Without changing anything, transcribe all of the entries.

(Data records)
#####

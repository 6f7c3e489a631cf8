//! Ingestion adapter: pulls the measurements feed and folds it into the store.
//!
//! The feed is a JSON array of objects mapping a timestamp (ISO 8601 or epoch
//! milliseconds) to `{"precip", "temp", "hum"}`. Every accepted entry becomes a
//! [`Reading`] for the configured datalogger with a fresh storage id.

use std::time::Duration;

use reqwest::Client;
use serde_json::Value;

use crate::error::IngestError;
use crate::models::{parse_feed_timestamp, DeviceId, RawMeasurement, Reading};
use crate::store::RecordStore;
use crate::Config;

// ---

/// HTTP client for the feed, with the configured request timeout.
pub fn http_client(cfg: &Config) -> Result<Client, IngestError> {
    // ---
    Client::builder()
        .timeout(Duration::from_secs(cfg.ingest_timeout_secs))
        .build()
        .map_err(|source| IngestError::Http {
            url: cfg.measurements_url.clone(),
            source,
        })
}

/// Fetch the feed and merge it into `store`. Returns the merged row count.
///
/// On error the store and its current snapshot are left untouched.
pub async fn ingest(client: &Client, cfg: &Config, store: &RecordStore) -> Result<usize, IngestError> {
    // ---
    let readings = fetch_measurements(client, &cfg.measurements_url, &cfg.datalogger_id).await?;
    let count = store.merge(readings)?;
    Ok(count)
}

/// GET the feed at `url` and normalize it into readings for `device_id`.
pub async fn fetch_measurements(
    client: &Client,
    url: &str,
    device_id: &DeviceId,
) -> Result<Vec<Reading>, IngestError> {
    // ---
    tracing::debug!("Fetching measurements from: {}", url);

    let http_err = |source: reqwest::Error| IngestError::Http {
        url: url.to_string(),
        source,
    };

    let response = client.get(url).send().await.map_err(http_err)?;
    let status = response.status();
    if !status.is_success() {
        return Err(IngestError::Status {
            url: url.to_string(),
            status: status.as_u16(),
        });
    }

    let body: Value = response.json().await.map_err(http_err)?;
    let readings = parse_measurements(&body, device_id)?;

    tracing::info!("Fetched {} readings from {}", readings.len(), url);
    Ok(readings)
}

/// Normalize a decoded feed body.
///
/// Entries with an unparseable timestamp or a non-numeric payload are skipped.
/// Missing metric fields become absent values.
pub fn parse_measurements(body: &Value, device_id: &DeviceId) -> Result<Vec<Reading>, IngestError> {
    // ---
    let entries = body
        .as_array()
        .ok_or_else(|| IngestError::Shape(format!("expected a JSON array, got {}", kind(body))))?;

    let mut readings = Vec::with_capacity(entries.len());
    let mut skipped = 0usize;

    for (i, entry) in entries.iter().enumerate() {
        let Some(map) = entry.as_object() else {
            tracing::debug!("Skipping item {}: not an object - Raw item: {}", i, entry);
            skipped += 1;
            continue;
        };

        for (key, values) in map {
            let Some(timestamp) = parse_feed_timestamp(key) else {
                tracing::debug!("Skipping item {}: bad timestamp '{}'", i, key);
                skipped += 1;
                continue;
            };

            match serde_json::from_value::<RawMeasurement>(values.clone()) {
                Ok(measurement) => {
                    readings.push(measurement.to_reading(device_id.clone(), timestamp));
                }
                Err(e) => {
                    tracing::debug!(
                        "Failed to parse item {} at {}: {} - Raw item: {}",
                        i,
                        key,
                        e,
                        values
                    );
                    skipped += 1;
                }
            }
        }
    }

    if skipped > 0 {
        tracing::warn!("Skipped {} malformed feed entries", skipped);
    }
    Ok(readings)
}

fn kind(value: &Value) -> &'static str {
    match value {
        Value::Null => "null",
        Value::Bool(_) => "a boolean",
        Value::Number(_) => "a number",
        Value::String(_) => "a string",
        Value::Array(_) => "an array",
        Value::Object(_) => "an object",
    }
}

#####

Answer.
repository 6f7c3e489a631cf8
//! Ingestion adapter: pulls the measurements feed and folds it into the store.
//!
//! The feed is a JSON array of objects mapping a timestamp (ISO 8601 or epoch
//! milliseconds) to `{"precip", "temp", "hum"}`. Every accepted entry becomes a
//! [`Reading`] for the configured datalogger with a fresh storage id.

use std::time::Duration;

use reqwest::Client;
use serde_json::Value;

use crate::error::IngestError;
use crate::models::{parse_feed_timestamp, DeviceId, RawMeasurement, Reading};
use crate::store::RecordStore;
use crate::Config;

// ---

/// HTTP client for the feed, with the configured request timeout.
pub fn http_client(cfg: &Config) -> Result<Client, IngestError> {
    // ---
    Client::builder()
        .timeout(Duration::from_secs(cfg.ingest_timeout_secs))
        .build()
        .map_err(|source| IngestError::Http {
            url: cfg.measurements_url.clone(),
            source,
        })
}

/// Fetch the feed and merge it into `store`. Returns the merged row count.
///
/// On error the store and its current snapshot are left untouched.
pub async fn ingest(client: &Client, cfg: &Config, store: &RecordStore) -> Result<usize, IngestError> {
    // ---
    let readings = fetch_measurements(client, &cfg.measurements_url, &cfg.datalogger_id).await?;
    let count = store.merge(readings)?;
    Ok(count)
}

/// GET the feed at `url` and normalize it into readings for `device_id`.
pub async fn fetch_measurements(
    client: &Client,
    url: &str,
    device_id: &DeviceId,
) -> Result<Vec<Reading>, IngestError> {
    // ---
    tracing::debug!("Fetching measurements from: {}", url);

    let http_err = |source: reqwest::Error| IngestError::Http {
        url: url.to_string(),
        source,
    };

    let response = client.get(url).send().await.map_err(http_err)?;
    let status = response.status();
    if !status.is_success() {
        return Err(IngestError::Status {
            url: url.to_string(),
            status: status.as_u16(),
        });
    }

    let body: Value = response.json().await.map_err(http_err)?;
    let readings = parse_measurements(&body, device_id)?;

    tracing::info!("Fetched {} readings from {}", readings.len(), url);
    Ok(readings)
}

/// Normalize a decoded feed body.
///
/// Entries with an unparseable timestamp or a non-numeric payload are skipped.
/// Missing metric fields become absent values.
pub fn parse_measurements(body: &Value, device_id: &DeviceId) -> Result<Vec<Reading>, IngestError> {
    // ---
    let entries = body
        .as_array()
        .ok_or_else(|| IngestError::Shape(format!("expected a JSON array, got {}", kind(body))))?;

    let mut readings = Vec::with_capacity(entries.len());
    let mut skipped = 0usize;

    for (i, entry) in entries.iter().enumerate() {
        let Some(map) = entry.as_object() else {
            tracing::debug!("Skipping item {}: not an object - Raw item: {}", i, entry);
            skipped += 1;
            continue;
        };

        for (key, values) in map {
            let Some(timestamp) = parse_feed_timestamp(key) else {
                tracing::debug!("Skipping item {}: bad timestamp '{}'", i, key);
                skipped += 1;
                continue;
            };

            match serde_json::from_value::<RawMeasurement>(values.clone()) {
                Ok(measurement) => {
                    readings.push(measurement.to_reading(device_id.clone(), timestamp));
                }
                Err(e) => {
                    tracing::debug!(
                        "Failed to parse item {} at {}: {} - Raw item: {}",
                        i,
                        key,
                        e,
                        values
                    );
                    skipped += 1;
                }
            }
        }
    }

    if skipped > 0 {
        tracing::warn!("Skipped {} malformed feed entries", skipped);
    }
    Ok(readings)
}

fn kind(value: &Value) -> &'static str {
    match value {
        Value::Null => "null",
        Value::Bool(_) => "a boolean",
        Value::Number(_) => "a number",
        Value::String(_) => "a string",
        Value::Array(_) => "an array",
        Value::Object(_) => "an object",
    }
}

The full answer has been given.